Réponse à l’objection N°1 : Le chef
et les membres se ressemblent pour la nature, mais non pour la puissance ; car
la vertu de la tête est plus excellente que celle des membres. C’est pourquoi,
pour démontrer l’excellence de la vertu du Christ, il a été convenable qu’il
ressuscitât le troisième jour, et que la résurrection des autres fût différée
jusqu’à la fin du monde.
Objection N°2. Saint Pierre dit (Actes, 2, 24) qu’il était impossible que
le Christ fût détenu par l’enfer et la mort. Or, tant qu’on est mort, on est
détenu par la mort. Il semble donc que la résurrection du Christ n’ait pas dû
être différée jusqu’au troisième jour, mais qu’il ait dû ressusciter
immédiatement le même jour, surtout puisque la glose dit (cit. art. préc.) que le sang répandu par le Christ serait sans
utilité, s’il ne ressuscitait immédiatement.
Réponse à l’objection N°2 : La détention implique une
certaine contrainte. Mais le Christ n’était nullement enchaîné par la nécessité
de la mort, puisqu’il était libre parmi
les morts. C’est pourquoi il est resté mort quelque temps, non comme y
ayant été forcé, mais par sa volonté propre, et il y est resté aussi longtemps
qu’il l’a jugé nécessaire pour l’instruction de notre foi. D’ailleurs on dit
qu’une chose s’est faite immédiatement quand elle a lieu après un court espace
de temps.
Objection
N°3. Le jour paraît commencer au lever du soleil dont la présence
produit la lumière. Or, le Christ est ressuscité avant le lever du soleil,
puisqu’il est dit (Jean, 20, 1) que
le premier jour de la semaine Marie Magdeleine alla dès le matin au sépulcre,
lorsqu’il faisait encore nuit. Cependant le Christ était déjà ressuscité,
puisque l’évangéliste ajoute : Elle vit
que la pierre avait été enlevée de l’entrée du sépulcre.

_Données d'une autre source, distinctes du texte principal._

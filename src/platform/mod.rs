// Profile Finder platform abstraction
// Provides the platform-specific data directory for Windows, macOS, and Linux.
//
// Uses `cfg(target_os)` for conditional compilation to select the correct
// platform-specific implementation at compile time.

use std::path::PathBuf;

#[cfg(target_os = "linux")]
mod linux;

#[cfg(target_os = "macos")]
mod macos;

#[cfg(target_os = "windows")]
mod windows;

/// Returns the platform-specific data directory for Profile Finder.
///
/// - **Linux**: `~/.local/share/profile-finder` (or `$XDG_DATA_HOME/profile-finder`)
/// - **macOS**: `~/Library/Application Support/ProfileFinder`
/// - **Windows**: `%APPDATA%/ProfileFinder`
pub fn get_data_dir() -> PathBuf {
    #[cfg(target_os = "linux")]
    {
        linux::get_data_dir()
    }
    #[cfg(target_os = "macos")]
    {
        macos::get_data_dir()
    }
    #[cfg(target_os = "windows")]
    {
        windows::get_data_dir()
    }
    #[cfg(not(any(target_os = "linux", target_os = "macos", target_os = "windows")))]
    {
        PathBuf::from(".profile-finder")
    }
}
// Profile Finder controller
// The lookup controller owns the fetch pipeline and the view state.

pub mod lookup_controller;

pub use lookup_controller::LookupController;
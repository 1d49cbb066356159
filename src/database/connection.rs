//! SQLite database connection management for Profile Finder.
//!
//! Provides the [`Database`] struct that wraps a `rusqlite::Connection`
//! and automatically runs schema migrations on open.

use std::path::Path;
use std::sync::{Mutex, MutexGuard, PoisonError};

use rusqlite::Connection;

use super::migrations;

/// Core database wrapper providing SQLite connection management.
///
/// The connection sits behind a mutex so one `Database` can be shared across
/// the UI thread and the lookup runtime.
pub struct Database {
    conn: Mutex<Connection>,
}

impl Database {
    /// Opens (or creates) a SQLite database at the given file path and runs migrations.
    ///
    /// # Errors
    /// Returns `rusqlite::Error` if the connection cannot be established or migrations fail.
    pub fn open<P: AsRef<Path>>(path: P) -> Result<Self, rusqlite::Error> {
        let conn = Connection::open(path)?;
        migrations::run_all(&conn)?;
        Ok(Self { conn: Mutex::new(conn) })
    }

    /// Opens an in-memory SQLite database and runs migrations.
    ///
    /// The database is discarded when the `Database` is dropped.
    pub fn open_in_memory() -> Result<Self, rusqlite::Error> {
        let conn = Connection::open_in_memory()?;
        migrations::run_all(&conn)?;
        Ok(Self { conn: Mutex::new(conn) })
    }

    /// Locks and returns the underlying `rusqlite::Connection`.
    pub fn connection(&self) -> MutexGuard<'_, Connection> {
        self.conn.lock().unwrap_or_else(PoisonError::into_inner)
    }
}
//! Profile Finder entry point.
//!
//! With a username argument the lookup runs headless and the result is printed.
//! Otherwise the WebView window opens (`gui` feature).

use std::process::ExitCode;

use clap::Parser;
use tracing_subscriber::EnvFilter;

use profile_finder::app::App;
use profile_finder::config::{AppConfig, Cli};
use profile_finder::managers::tab_manager::TabManagerTrait;
use profile_finder::services::theme_engine::ThemeEngineTrait;
use profile_finder::types::view::ActiveTab;
use profile_finder::ui::console::render_text;

fn main() -> ExitCode {
    let cli = Cli::parse();

    tracing_subscriber::fmt()
        .with_env_filter(
            EnvFilter::try_new(&cli.log_filter).unwrap_or_else(|_| EnvFilter::new("info")),
        )
        .with_writer(std::io::stderr)
        .init();

    let mut app = match App::new(AppConfig::from(&cli)) {
        Ok(app) => app,
        Err(e) => {
            tracing::error!(error = %e, "failed to start");
            eprintln!("Error: {}", e);
            return ExitCode::FAILURE;
        }
    };

    if cli.toggle_theme {
        let mode = app.theme_engine.toggle_theme();
        println!("Theme: {}", if mode.is_dark() { "dark" } else { "light" });
    }

    match cli.username.as_deref() {
        Some(username) => run_headless(&mut app, username, cli.tab),
        None => run_window(app, cli.toggle_theme),
    }
}

fn run_headless(app: &mut App, username: &str, tab: ActiveTab) -> ExitCode {
    let runtime = match tokio::runtime::Builder::new_current_thread()
        .enable_all()
        .build()
    {
        Ok(runtime) => runtime,
        Err(e) => {
            eprintln!("Error: {}", e);
            return ExitCode::FAILURE;
        }
    };

    let outcome = runtime.block_on(app.controller.perform_lookup(username));
    app.tab_manager.select_tab(tab);
    println!(
        "{}",
        render_text(&app.controller.snapshot(), app.tab_manager.get_active_tab())
    );

    match outcome {
        Ok(()) => ExitCode::SUCCESS,
        Err(_) => ExitCode::FAILURE,
    }
}

#[cfg(feature = "gui")]
fn run_window(app: App, _toggled: bool) -> ExitCode {
    profile_finder::ui::webview_app::run(app)
}

#[cfg(not(feature = "gui"))]
fn run_window(_app: App, toggled: bool) -> ExitCode {
    if toggled {
        return ExitCode::SUCCESS;
    }
    use clap::CommandFactory;
    let _ = Cli::command().print_help();
    println!();
    ExitCode::FAILURE
}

Le Christ n’est
donc pas ressuscité le troisième jour.
Réponse à l’objection N°3 : Comme nous l’avons dit (quest. 51, art. 4 ad 2), le
Christ est ressuscité dès le matin, lorsque le jour commençait à poindre, pour
signifier que par sa résurrection il nous donnait entrée dans la lumière de la
gloire ; comme il est mort au déclin du jour, lorsqu’on s’en va vers la nuit,
pour nous faire voir que par sa mort il détruisait les ténèbres du péché et de
la peine qui s’en est suivie. Cependant on dit qu’il est ressuscité le
troisième jour, en prenant le mot jour pour un jour naturel, qui renferme un
espace de 24 heures. Et, comme le dit saint Augustin (De Trin., liv. 4, chap. 6), la nuit, jusqu’au matin où la
résurrection du Seigneur a été annoncée, appartient au troisième jour. En effet
Dieu, qui a dit à la lumière de sortir avec éclat des ténèbres, de manière à
nous appliquer, au sujet de la grâce du Nouveau Testament et de la
participation de la résurrection du Christ, ces paroles : Vous avez été autrefois ténèbres, et maintenant vous êtes lumière dans
le Seigneur, nous indique d’une certaine manière que le jour commence par
la nuit. Car, comme on compte les premiers jours en allant de la lumière à la
nuit, à cause de la chute future de l’homme, de même on compte ceux-ci en
allant des ténèbres à la lumière, à cause de sa réparation. Ainsi il est
évident que quand même il aurait ressuscité au milieu de la nuit, on pourrait
dire qu’il a ressuscité le troisième jour, en l’entendant du jour naturel.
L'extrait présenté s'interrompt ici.